1886 short story by Anton Chekhov

"Misery" (Тоска) is an 1886 short story by Anton Chekhov.

==Publication==
The story was first published in Peterburgskaya Gazetas No. 26, 16 January (old style) 1886 issue, signed A. Chekhonte (А. Чехонте). With minor changes it appeared in the collection Motley Stories (Пёстрые рассказы). In 1895 it made its way into an anthology called Probleski (Проблески, meaning "Glimpses"). Chekhov included a slightly revised version of the story in Volume 3 of his Collected Works published by Adolf Marks in 1899–1901.

==Synopsis==
The cabman Iona's son recently died. He desperately and unsuccessfully tries to have a talk with the people he meets and tell them of how shattered he is. He ends up talking to his horse.

==Reception==
The story was positively reviewed by Peterburgskiye Vedomosti (No. 167, 1886) and N. Ladozhsky.
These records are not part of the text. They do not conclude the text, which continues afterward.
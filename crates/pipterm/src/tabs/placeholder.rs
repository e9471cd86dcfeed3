use ratatui::{
    layout::{Alignment, Rect},
    text::Line,
    widgets::{Block, Paragraph},
    Frame,
};

use crate::action::TabId;
use crate::component::{RenderContext, TabView};
use crate::theme;

/// Labelled empty panel for screens without content.
pub struct PlaceholderTab {
    id: TabId,
}

impl PlaceholderTab {
    pub fn new(id: TabId) -> Self {
        Self { id }
    }
}

impl TabView for PlaceholderTab {
    fn id(&self) -> TabId {
        self.id
    }

    fn draw(&mut self, frame: &mut Frame, area: Rect, _ctx: &RenderContext) {
        let block = Block::bordered()
            .border_style(theme::style_border())
            .title(Line::styled(format!(" {} ", self.id.label()), theme::style_default()));
        let body = Paragraph::new(Line::styled("NO DATA", theme::style_muted()))
            .alignment(Alignment::Center)
            .block(block);
        frame.render_widget(body, area);
    }
}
Leonid Obolensky, writing for Russkoye Bogatstvo, praised Chekhov for his extraordinary ability to see the hidden drama behind deceptively simple things, and cited "Misery" as a perfect example of that. Konstantin Arsenyev, in an essay called "The Writers of Our Times" (Vestnik Evropy, No.12, 1887) included "Misery" in his list of the best contemporary short stories. Leo Tolstoy included "Misery" in his personal list of Chekhov's best stories.